Ces initiatives mettent en lumière la technologie comme levier d’inclusion culturelle. Des expériences immersives et interactives permettent d’attirer et de séduire de nouveaux publics, en particulier les plus jeunes.
Fragile par nature, notre patrimoine trouve donc dans la technologie un allié précieux. Les nouveaux outils permettent d’éclairer les décisions pour restaurer un monument, de sauvegarder la mémoire d’un héritage culturel, de créer des expériences immersives pour le grand public ou encore de surveiller l’état des œuvres en laboratoire.
Ils ne remplacent pour autant ni le savoir-faire des spécialistes, ni l’émotion de la rencontre directe avec une œuvre. Et l’avenir du patrimoine continue de se jouer dans cette complémentarité : l’expertise humaine et l’innovation technologique, réunies pour faire vivre et pour transmettre notre mémoire collective.
Si la préservation est une œuvre collective, elle repose aussi sur des acteurs engagés comme la Fondation du Patrimoine, qui rappellent que la sauvegarde de notre héritage n’est pas seulement une affaire de technique, mais de responsabilité partagée.
Ce regard rejoint celui des spécialistes de terrain.
Laissons le mot de la fin à l’architecte Antoine Madelénat qui rappelle l’importance de préserver la connaissance de la matérialité :
« La technologie, oui, complètement… Sans oublier que les choses sont formidablement complexes, avec parfois des poids démesurés. Pour une église en pierre, on parle de milliers, voire de dizaines de milliers de tonnes qui sont suspendues au-dessus de nos têtes.
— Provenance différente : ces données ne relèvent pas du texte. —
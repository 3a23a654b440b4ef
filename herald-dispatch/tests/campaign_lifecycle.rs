//! End-to-end dispatch tests: queueing, sending, retrying, failing.

mod support;

use std::time::Duration;

use herald_common::{CampaignStatus, RecipientStatus};
use herald_dispatch::DispatchError;
use herald_queue::Job;
use herald_store::Store;
use support::{Harness, wait_until};

#[tokio::test]
async fn every_recipient_is_sent_and_the_campaign_completes() {
    let harness = Harness::start();
    let (campaign_id, ids) = harness.seed_campaign(12).await;

    let receipt = harness
        .dispatcher
        .queue_campaign(campaign_id, harness.options(), None)
        .await
        .unwrap();
    assert_eq!(receipt.queued_count, 12);

    harness
        .transport
        .wait_for_count(12, Duration::from_secs(10))
        .await
        .unwrap();
    wait_until("campaign completed", || async {
        harness.store.campaign(campaign_id).await.unwrap().status == CampaignStatus::Completed
    })
    .await;

    for id in ids {
        let recipient = harness.store.recipient(id).await.unwrap();
        assert_eq!(recipient.status, RecipientStatus::Sent);
        assert!(recipient.sent_at.is_some());
        assert!(recipient.error_message.is_none());
    }

    let campaign = harness.store.campaign(campaign_id).await.unwrap();
    assert_eq!(campaign.stats.queued, 12);
    assert_eq!(campaign.stats.sent, 12);
    assert_eq!(campaign.stats.failed, 0);

    let counts = harness.queue.counts();
    assert_eq!(counts.completed, 12);
    assert_eq!(counts.outstanding(), 0);

    // Merge tags were rendered per recipient.
    let sent = harness.transport.sent();
    assert!(sent.iter().any(|email| email.subject == "Hi User 0"));
    assert!(
        sent.iter()
            .any(|email| email.body == "Hello user3@example.com")
    );

    harness.stop().await;
}

#[tokio::test]
async fn transient_failures_are_retried_until_success() {
    let harness = Harness::start();
    let (campaign_id, ids) = harness.seed_campaign(3).await;

    // Two scripted failures, then success on the third attempt.
    harness.transport.fail_transient("user0@example.com", 2);

    harness
        .dispatcher
        .queue_campaign(campaign_id, harness.options(), None)
        .await
        .unwrap();

    harness
        .transport
        .wait_for_count(3, Duration::from_secs(10))
        .await
        .unwrap();
    wait_until("campaign completed", || async {
        harness.store.campaign(campaign_id).await.unwrap().status == CampaignStatus::Completed
    })
    .await;

    assert_eq!(harness.transport.attempts_for("user0@example.com"), 3);
    let recipient = harness.store.recipient(ids[0]).await.unwrap();
    assert_eq!(recipient.status, RecipientStatus::Sent);

    harness.stop().await;
}

#[tokio::test]
async fn permanent_failure_is_recorded_without_retry() {
    let harness = Harness::start();
    let (campaign_id, ids) = harness.seed_campaign(3).await;

    harness.transport.fail_permanent("user1@example.com");

    harness
        .dispatcher
        .queue_campaign(campaign_id, harness.options(), None)
        .await
        .unwrap();

    wait_until("campaign completed", || async {
        harness.store.campaign(campaign_id).await.unwrap().status == CampaignStatus::Completed
    })
    .await;

    // Exactly one attempt; no retry for a hard rejection.
    assert_eq!(harness.transport.attempts_for("user1@example.com"), 1);

    let failed = harness.store.recipient(ids[1]).await.unwrap();
    assert_eq!(failed.status, RecipientStatus::Failed);
    assert!(failed.failed_at.is_some());
    assert!(
        failed
            .error_message
            .as_deref()
            .is_some_and(|message| message.contains("permanent"))
    );

    let campaign = harness.store.campaign(campaign_id).await.unwrap();
    assert_eq!(campaign.stats.sent, 2);
    assert_eq!(campaign.stats.failed, 1);

    let counts = harness.queue.counts();
    assert_eq!(counts.completed, 2);
    assert_eq!(counts.failed, 1);

    harness.stop().await;
}

#[tokio::test]
async fn exhausted_retries_escalate_to_permanent_failure() {
    let harness = Harness::start();
    let (campaign_id, ids) = harness.seed_campaign(1).await;

    // More scripted failures than the pool will ever attempt.
    harness.transport.fail_transient("user0@example.com", 10);

    harness
        .dispatcher
        .queue_campaign(campaign_id, harness.options(), None)
        .await
        .unwrap();

    wait_until("recipient failed", || async {
        harness.store.recipient(ids[0]).await.unwrap().status == RecipientStatus::Failed
    })
    .await;

    // max_attempts = 3: the initial attempt plus two retries.
    assert_eq!(harness.transport.attempts_for("user0@example.com"), 3);

    let recipient = harness.store.recipient(ids[0]).await.unwrap();
    assert!(
        recipient
            .error_message
            .as_deref()
            .is_some_and(|message| message.contains("retries exhausted"))
    );

    harness.stop().await;
}

#[tokio::test]
async fn duplicate_job_execution_never_double_applies() {
    let harness = Harness::start();
    let (campaign_id, ids) = harness.seed_campaign(1).await;

    // Hold the workers while a duplicate job is planted.
    harness.status.pause();

    harness
        .dispatcher
        .queue_campaign(campaign_id, harness.options(), None)
        .await
        .unwrap();

    // Simulate at-least-once delivery handing out the same work twice.
    let options = harness.options();
    harness
        .queue
        .enqueue(Job::new(
            campaign_id,
            ids[0],
            options.smtp_config_id.clone(),
            "Hi {{name}}",
            "Hello {{email}}",
            options.priority,
            0,
        ))
        .await
        .unwrap();

    harness.status.resume();

    // Both jobs must drain; only one send may happen.
    wait_until("both jobs drained", || async {
        harness.queue.counts().completed == 2
    })
    .await;

    assert_eq!(harness.transport.attempts_for("user0@example.com"), 1);
    assert_eq!(harness.transport.sent_count(), 1);
    let recipient = harness.store.recipient(ids[0]).await.unwrap();
    assert_eq!(recipient.status, RecipientStatus::Sent);

    harness.stop().await;
}

#[tokio::test]
async fn dispatching_twice_is_a_state_conflict() {
    let harness = Harness::start();
    let (campaign_id, _) = harness.seed_campaign(2).await;

    harness
        .dispatcher
        .queue_campaign(campaign_id, harness.options(), None)
        .await
        .unwrap();

    let err = harness
        .dispatcher
        .queue_campaign(campaign_id, harness.options(), None)
        .await
        .unwrap_err();
    assert!(matches!(err, DispatchError::StateConflict { .. }));

    harness.stop().await;
}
Il faut beaucoup de prudence…
1. La photogrammétrie est une technique de mesure qui consiste à déterminer la forme, les dimensions et la situation d'un objet dans l'espace à partir de plusieurs prises de vues photographiques de cet objet.
2. LiDAR est l'acronyme de « Light Detection and Ranging », qui signifie « détection et télémétrie par la lumière ». Cette technologie utilise des faisceaux laser pour mesurer les distances avec précision, ce qui permet d'obtenir des distances précises et des cartes 3D détaillées.
3. La dendrochronologie est une méthode de datation par l’étude des anneaux de croissance des troncs d’arbre. Il existe des bases de données en France et au-delà, avec la séquence des saisons et la connaissance des effets qu’elles ont sur la croissance des arbres. Le croisement de ces séquences et d’éléments datant sur des bois permet de dater ces bois, c’est-à-dire de trouver la date précise, à la saison près, à laquelle ils ont été abattus.